Analogy Think of a school report card. GROUP BY is the class average printed once at the bottom of the page — one number, all individual student rows are gone. A window function is a column added next to every student's own row that shows "class average" or "your rank in class" — the student's row survives, and the aggregate rides along beside it. The "window" is the group of rows (the whole class, or just the students in Section A) that the calculation is allowed to "look at" while computing that value for one row.

When to use it

  • You need detail rows and an aggregate/rank/comparison in the same result set (rank, running total, % of total, comparison to previous row).
  • Top-N-per-group problems ("top 3 highest paid employees per department").
  • Time-series analysis: running totals, moving averages, period-over-period change.
  • Deduplication: keep exactly one row per group based on some rule (latest record, highest value).
  • Gap detection, streak detection, sessionization — anything where "compare this row to the row before/after it" matters.

When NOT to use it

  • If you only need one aggregated row per group and don't need the detail rows — plain GROUP BY is simpler and usually cheaper.
  • If you need to filter on the aggregate directly in the same query without a wrapping query — you cannot put a window function in WHERE (more on this trap later).
  • Very old database versions without window function support (rare today, but some legacy MySQL < 8.0 setups still exist) — you'd fall back to correlated subqueries or variables.

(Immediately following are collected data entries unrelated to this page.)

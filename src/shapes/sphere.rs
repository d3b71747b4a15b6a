use std::f32::consts::PI;

use crate::error::{check_non_negative, ShapeError};
use crate::geometry::{Aabb, MassProperties};
use crate::math::{Quat, Transform, Vec3};

use super::{CollisionShape, ConvexShape, Shape, ShapeType};

/// A sphere collision shape.
///
/// The whole sphere is margin: its core is the single point at the origin.
#[derive(Debug, Clone, Copy, PartialEq)]
pub struct Sphere {
    radius: f32,
}

impl Sphere {
    /// Creates a new sphere with the given radius
    pub fn new(radius: f32) -> Result<Self, ShapeError> {
        let radius = check_non_negative(radius, ShapeError::InvalidRadius)?;
        Ok(Self { radius })
    }

    #[inline]
    pub fn radius(&self) -> f32 {
        self.radius
    }
}

impl CollisionShape for Sphere {
    #[inline]
    fn shape_type(&self) -> ShapeType {
        ShapeType::Sphere
    }

    #[inline]
    fn margin(&self) -> f32 {
        self.radius
    }

    #[inline]
    fn local_aabb(&self) -> Aabb {
        Aabb::from_center_half_extents(Vec3::ZERO, Vec3::splat(self.radius))
    }

    #[inline]
    fn aabb(&self, transform: Transform) -> Aabb {
        Aabb::from_center_half_extents(
            transform.position,
            Vec3::splat(self.radius * transform.scale),
        )
    }

    fn rotated(&self, _rotation: Quat) -> Shape {
        Shape::Sphere(*self)
    }

    #[inline]
    fn volume(&self) -> f32 {
        (4.0 / 3.0) * PI * self.radius * self.radius * self.radius
    }

    fn unit_mass_properties(&self) -> MassProperties {
        let r = self.radius;
        let mass = self.volume();
        let i = (2.0 / 5.0) * mass * r * r;
        MassProperties::new(mass, Vec3::splat(i))
    }
}

impl ConvexShape for Sphere {
    #[inline]
    fn local_support_without_margin(&self, _direction: Vec3) -> Vec3 {
        Vec3::ZERO
    }
}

How it executes internally

⚙️

Conceptually, the engine runs window functions after WHERE, GROUP BY, and HAVING have already produced the row set, but before the final ORDER BY and SELECT list are applied. For each row, it:

  1. Figures out which other rows belong to the same "window" (the PARTITION BY group, or the whole result set if there's no partition).
  2. Within that window, sorts by ORDER BY if one is given.
  3. Applies the frame clause (which subset of the partition — e.g. "from the start up to this row") if one is given.
  4. Computes the function (rank, sum, lag, etc.) over exactly that frame, and attaches the result to the current row — without deleting any other rows.
Common mistake Beginners assume a window function runs once per query, like a plain aggregate. It actually conceptually re-evaluates per row (real engines optimize this with a single sort + streaming pass per window spec, not literally N passes — but mentally model it as "recomputed per row" until you internalize the frame concept).